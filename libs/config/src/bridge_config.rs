//! Bridge Configuration Module
//!
//! Loads the flat option set consumed by the bridge from an optional TOML file
//! layered over built-in defaults, with `BRIDGE_*` environment variables taking
//! precedence over both.
//!
//! ```toml
//! node_id = "analysis"
//! socket_address = "127.0.0.1:7878"
//! socket_role = "listen"
//! mailbox_root = "${HOME}/signal-bridge/mailbox"
//! heartbeat_interval_ms = 1000
//! ack_deadline_ms = 5000
//! lock_timeout_ms = 250
//! ```
//!
//! The camelCase spellings used by the terminal side (`socketAddress`,
//! `mailboxRoot`, `heartbeatIntervalMs`, ...) are accepted as well.

use crate::defaults;
use anyhow::{bail, Context, Result};
use config_crate::{Config, ConfigError, Environment, File, Map, Source, Value};
use serde::{Deserialize, Serialize};
use std::fmt;
use std::path::{Path, PathBuf};
use std::time::Duration;
use tracing::{debug, info};

/// Environment variable prefix for overrides (`BRIDGE_ACK_DEADLINE_MS=...`)
pub const ENV_PREFIX: &str = "BRIDGE";

/// camelCase option names and the fields they map to
const KEY_ALIASES: &[(&str, &str)] = &[
    ("nodeId", "node_id"),
    ("socketAddress", "socket_address"),
    ("socketRole", "socket_role"),
    ("mailboxRoot", "mailbox_root"),
    ("heartbeatIntervalMs", "heartbeat_interval_ms"),
    ("ackDeadlineMs", "ack_deadline_ms"),
    ("lockTimeoutMs", "lock_timeout_ms"),
];

/// Which side of the TCP connection this process plays
#[derive(Debug, Clone, Copy, PartialEq, Eq, Deserialize, Serialize)]
#[serde(rename_all = "snake_case")]
pub enum SocketRole {
    /// Dial `socket_address`
    Connect,
    /// Bind `socket_address` and accept the peer
    Listen,
}

impl fmt::Display for SocketRole {
    fn fmt(&self, f: &mut fmt::Formatter<'_>) -> fmt::Result {
        match self {
            SocketRole::Connect => f.write_str("connect"),
            SocketRole::Listen => f.write_str("listen"),
        }
    }
}

/// Flat bridge configuration
#[derive(Debug, Deserialize, Serialize, Clone, PartialEq)]
pub struct BridgeConfig {
    /// Identity of this process; embedded in mailbox entry names
    #[serde(alias = "nodeId")]
    pub node_id: String,
    #[serde(alias = "socketAddress")]
    pub socket_address: String,
    #[serde(alias = "socketRole")]
    pub socket_role: SocketRole,
    #[serde(alias = "mailboxRoot")]
    pub mailbox_root: PathBuf,
    #[serde(alias = "heartbeatIntervalMs")]
    pub heartbeat_interval_ms: u64,
    #[serde(alias = "ackDeadlineMs")]
    pub ack_deadline_ms: u64,
    #[serde(alias = "lockTimeoutMs")]
    pub lock_timeout_ms: u64,

    pub connect_timeout_ms: u64,
    pub io_timeout_ms: u64,
    /// Missed heartbeat intervals tolerated before the peer is unreachable
    pub heartbeat_grace: u32,
    pub peer_cooldown_ms: u64,
    pub mailbox_poll_ms: u64,
    pub lock_retry_limit: u32,
    pub lock_backoff_ms: u64,
    pub max_frame_bytes: usize,
    pub dedup_window: usize,
}

impl Default for BridgeConfig {
    fn default() -> Self {
        Self {
            node_id: defaults::NODE_ID.to_string(),
            socket_address: defaults::SOCKET_ADDRESS.to_string(),
            socket_role: SocketRole::Connect,
            mailbox_root: PathBuf::from(defaults::MAILBOX_ROOT),
            heartbeat_interval_ms: defaults::HEARTBEAT_INTERVAL_MS,
            ack_deadline_ms: defaults::ACK_DEADLINE_MS,
            lock_timeout_ms: defaults::LOCK_TIMEOUT_MS,
            connect_timeout_ms: defaults::CONNECT_TIMEOUT_MS,
            io_timeout_ms: defaults::IO_TIMEOUT_MS,
            heartbeat_grace: defaults::HEARTBEAT_GRACE,
            peer_cooldown_ms: defaults::PEER_COOLDOWN_MS,
            mailbox_poll_ms: defaults::MAILBOX_POLL_MS,
            lock_retry_limit: defaults::LOCK_RETRY_LIMIT,
            lock_backoff_ms: defaults::LOCK_BACKOFF_MS,
            max_frame_bytes: defaults::MAX_FRAME_BYTES,
            dedup_window: defaults::DEDUP_WINDOW,
        }
    }
}

impl BridgeConfig {
    /// Load configuration from an optional file with `BRIDGE_*` overrides
    pub fn load(path: Option<&Path>) -> Result<Self> {
        Self::load_with_env_prefix(path, ENV_PREFIX)
    }

    /// Load with a custom environment prefix
    pub fn load_with_env_prefix(path: Option<&Path>, env_prefix: &str) -> Result<Self> {
        let mut builder = Config::builder().add_source(
            Config::try_from(&BridgeConfig::default()).context("Failed to seed default configuration")?,
        );

        if let Some(path) = path {
            info!("Loading bridge config: {:?}", path);
            builder = builder.add_source(CanonicalKeys(File::from(path).required(true)));
        }

        builder = builder.add_source(
            Environment::with_prefix(env_prefix)
                .prefix_separator("_")
                .separator("__")
                .try_parsing(true),
        );

        let config = builder.build().context("Failed to build configuration")?;

        let mut bridge: BridgeConfig = config
            .try_deserialize()
            .context("Failed to deserialize configuration")?;

        bridge.expand_env_vars()?;
        bridge.validate()?;

        debug!(?bridge, "Bridge configuration loaded");
        Ok(bridge)
    }

    /// Expand environment variables in the mailbox path
    pub fn expand_env_vars(&mut self) -> Result<()> {
        let raw = self.mailbox_root.to_string_lossy().to_string();
        let expanded = shellexpand::full(&raw).context("Failed to expand mailbox_root path")?;
        self.mailbox_root = PathBuf::from(expanded.as_ref());
        Ok(())
    }

    /// Reject option combinations the bridge cannot run with
    pub fn validate(&self) -> Result<()> {
        if self.node_id.is_empty() {
            bail!("node_id must not be empty");
        }
        if self
            .node_id
            .chars()
            .any(|c| c == '.' || c == '/' || c == '\\' || c.is_whitespace() || c.is_control())
        {
            bail!(
                "node_id '{}' must not contain '.', path separators or whitespace",
                self.node_id
            );
        }

        match self.socket_address.rsplit_once(':') {
            Some((host, port)) if !host.is_empty() && port.parse::<u16>().is_ok() => {}
            _ => bail!(
                "socket_address '{}' must be in host:port form",
                self.socket_address
            ),
        }

        if self.mailbox_root.as_os_str().is_empty() {
            bail!("mailbox_root must not be empty");
        }

        for (name, value) in [
            ("heartbeat_interval_ms", self.heartbeat_interval_ms),
            ("ack_deadline_ms", self.ack_deadline_ms),
            ("lock_timeout_ms", self.lock_timeout_ms),
            ("connect_timeout_ms", self.connect_timeout_ms),
            ("io_timeout_ms", self.io_timeout_ms),
            ("peer_cooldown_ms", self.peer_cooldown_ms),
            ("mailbox_poll_ms", self.mailbox_poll_ms),
            ("lock_backoff_ms", self.lock_backoff_ms),
        ] {
            if value == 0 {
                bail!("{} must be greater than zero", name);
            }
        }

        if self.heartbeat_grace == 0 {
            bail!("heartbeat_grace must be at least 1");
        }
        if self.lock_retry_limit == 0 {
            bail!("lock_retry_limit must be at least 1");
        }
        if self.max_frame_bytes < 64 {
            bail!("max_frame_bytes must be at least 64");
        }
        if self.dedup_window == 0 {
            bail!("dedup_window must be greater than zero");
        }

        Ok(())
    }

    pub fn heartbeat_interval(&self) -> Duration {
        Duration::from_millis(self.heartbeat_interval_ms)
    }

    pub fn ack_deadline(&self) -> Duration {
        Duration::from_millis(self.ack_deadline_ms)
    }

    pub fn lock_timeout(&self) -> Duration {
        Duration::from_millis(self.lock_timeout_ms)
    }

    pub fn connect_timeout(&self) -> Duration {
        Duration::from_millis(self.connect_timeout_ms)
    }

    pub fn io_timeout(&self) -> Duration {
        Duration::from_millis(self.io_timeout_ms)
    }

    pub fn peer_cooldown(&self) -> Duration {
        Duration::from_millis(self.peer_cooldown_ms)
    }

    pub fn mailbox_poll_interval(&self) -> Duration {
        Duration::from_millis(self.mailbox_poll_ms)
    }

    pub fn lock_backoff(&self) -> Duration {
        Duration::from_millis(self.lock_backoff_ms)
    }

    /// Silence window after which the peer counts as unreachable
    pub fn liveness_window(&self) -> Duration {
        self.heartbeat_interval() * self.heartbeat_grace
    }
}

/// Convenience function to load configuration with defaults
pub fn load_config(path: Option<&Path>) -> Result<BridgeConfig> {
    BridgeConfig::load(path)
}

/// Rewrites aliased option names to their field names
///
/// The defaults layer always carries the snake_case keys, so an aliased key
/// has to be renamed before merging or the two spellings would collide.
#[derive(Debug, Clone)]
struct CanonicalKeys<S>(S);

impl<S> Source for CanonicalKeys<S>
where
    S: Source + Clone + Send + Sync + 'static,
{
    fn clone_into_box(&self) -> Box<dyn Source + Send + Sync> {
        Box::new(self.clone())
    }

    fn collect(&self) -> std::result::Result<Map<String, Value>, ConfigError> {
        Ok(self
            .0
            .collect()?
            .into_iter()
            .map(|(key, value)| (canonical_key(&key), value))
            .collect())
    }
}

fn canonical_key(key: &str) -> String {
    KEY_ALIASES
        .iter()
        .find(|(alias, _)| alias.eq_ignore_ascii_case(key))
        .map_or_else(|| key.to_string(), |(_, field)| field.to_string())
}

#[cfg(test)]
mod tests {
    use super::*;
    use std::fs;
    use tempfile::tempdir;

    #[test]
    fn test_defaults_are_valid() {
        let config = BridgeConfig::default();
        assert!(config.validate().is_ok());
        assert_eq!(config.liveness_window(), Duration::from_millis(3000));
    }

    #[test]
    fn test_load_from_file() {
        let dir = tempdir().unwrap();
        let config_path = dir.path().join("bridge.toml");

        let config_content = r#"
node_id = "terminal"
socket_address = "10.0.0.5:9000"
socket_role = "listen"
mailbox_root = "/tmp/bridge-test/mailbox"
heartbeat_interval_ms = 200
ack_deadline_ms = 1500
lock_timeout_ms = 80
"#;
        fs::write(&config_path, config_content).unwrap();

        let config = BridgeConfig::load_with_env_prefix(Some(&config_path), "BRIDGE_FILE_TEST").unwrap();

        assert_eq!(config.node_id, "terminal");
        assert_eq!(config.socket_address, "10.0.0.5:9000");
        assert_eq!(config.socket_role, SocketRole::Listen);
        assert_eq!(config.mailbox_root, PathBuf::from("/tmp/bridge-test/mailbox"));
        assert_eq!(config.heartbeat_interval(), Duration::from_millis(200));
        assert_eq!(config.ack_deadline(), Duration::from_millis(1500));
        assert_eq!(config.lock_timeout(), Duration::from_millis(80));
        // Unspecified options keep their defaults
        assert_eq!(config.heartbeat_grace, defaults::HEARTBEAT_GRACE);
        assert_eq!(config.dedup_window, defaults::DEDUP_WINDOW);
    }

    #[test]
    fn test_load_camel_case_file() {
        let dir = tempdir().unwrap();
        let config_path = dir.path().join("bridge.toml");
        fs::write(
            &config_path,
            r#"
nodeId = "terminal"
socketAddress = "10.0.0.5:9100"
mailboxRoot = "/tmp/bridge-camel/mailbox"
heartbeatIntervalMs = 250
ackDeadlineMs = 4000
lockTimeoutMs = 120
"#,
        )
        .unwrap();

        let config = BridgeConfig::load_with_env_prefix(Some(&config_path), "BRIDGE_CAMEL_TEST").unwrap();

        assert_eq!(config.node_id, "terminal");
        assert_eq!(config.socket_address, "10.0.0.5:9100");
        assert_eq!(config.mailbox_root, PathBuf::from("/tmp/bridge-camel/mailbox"));
        assert_eq!(config.heartbeat_interval_ms, 250);
        assert_eq!(config.ack_deadline_ms, 4000);
        assert_eq!(config.lock_timeout_ms, 120);
    }

    #[test]
    fn test_camel_case_file_still_yields_to_environment() {
        let dir = tempdir().unwrap();
        let config_path = dir.path().join("bridge.toml");
        fs::write(&config_path, "ackDeadlineMs = 4000\n").unwrap();
        std::env::set_var("BRIDGE_CAMEL_ENV_TEST_ACK_DEADLINE_MS", "900");

        let config =
            BridgeConfig::load_with_env_prefix(Some(&config_path), "BRIDGE_CAMEL_ENV_TEST").unwrap();
        assert_eq!(config.ack_deadline_ms, 900);

        std::env::remove_var("BRIDGE_CAMEL_ENV_TEST_ACK_DEADLINE_MS");
    }

    #[test]
    fn test_canonical_key() {
        assert_eq!(canonical_key("socketAddress"), "socket_address");
        assert_eq!(canonical_key("socketaddress"), "socket_address");
        assert_eq!(canonical_key("dedup_window"), "dedup_window");
    }

    #[test]
    fn test_environment_override() {
        std::env::set_var("BRIDGE_ENV_TEST_ACK_DEADLINE_MS", "750");
        std::env::set_var("BRIDGE_ENV_TEST_NODE_ID", "overridden");

        let config = BridgeConfig::load_with_env_prefix(None, "BRIDGE_ENV_TEST").unwrap();
        assert_eq!(config.ack_deadline_ms, 750);
        assert_eq!(config.node_id, "overridden");

        std::env::remove_var("BRIDGE_ENV_TEST_ACK_DEADLINE_MS");
        std::env::remove_var("BRIDGE_ENV_TEST_NODE_ID");
    }

    #[test]
    fn test_mailbox_root_expansion() {
        std::env::set_var("BRIDGE_EXPAND_TEST_DIR", "/var/tmp/expanded");
        let mut config = BridgeConfig {
            mailbox_root: PathBuf::from("${BRIDGE_EXPAND_TEST_DIR}/mailbox"),
            ..Default::default()
        };
        config.expand_env_vars().unwrap();
        assert_eq!(config.mailbox_root, PathBuf::from("/var/tmp/expanded/mailbox"));
        std::env::remove_var("BRIDGE_EXPAND_TEST_DIR");
    }

    #[test]
    fn test_validation_rejects_bad_values() {
        let bad = [
            BridgeConfig { node_id: String::new(), ..Default::default() },
            BridgeConfig { node_id: "a.b".to_string(), ..Default::default() },
            BridgeConfig { socket_address: "nohost".to_string(), ..Default::default() },
            BridgeConfig { socket_address: "host:notaport".to_string(), ..Default::default() },
            BridgeConfig { heartbeat_interval_ms: 0, ..Default::default() },
            BridgeConfig { ack_deadline_ms: 0, ..Default::default() },
            BridgeConfig { lock_timeout_ms: 0, ..Default::default() },
            BridgeConfig { heartbeat_grace: 0, ..Default::default() },
            BridgeConfig { lock_retry_limit: 0, ..Default::default() },
        ];
        for config in bad {
            assert!(config.validate().is_err(), "accepted {:?}", config);
        }
    }

    #[test]
    fn test_invalid_file_is_reported() {
        let dir = tempdir().unwrap();
        let config_path = dir.path().join("bridge.toml");
        fs::write(&config_path, "heartbeat_interval_ms = \"soon\"\n").unwrap();

        assert!(BridgeConfig::load_with_env_prefix(Some(&config_path), "BRIDGE_BAD_TEST").is_err());
    }
}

» **Work to complete**
Check each line of the data above for the string "unreachable", then report how many lines have it, with no other words.

» **Answer box**
2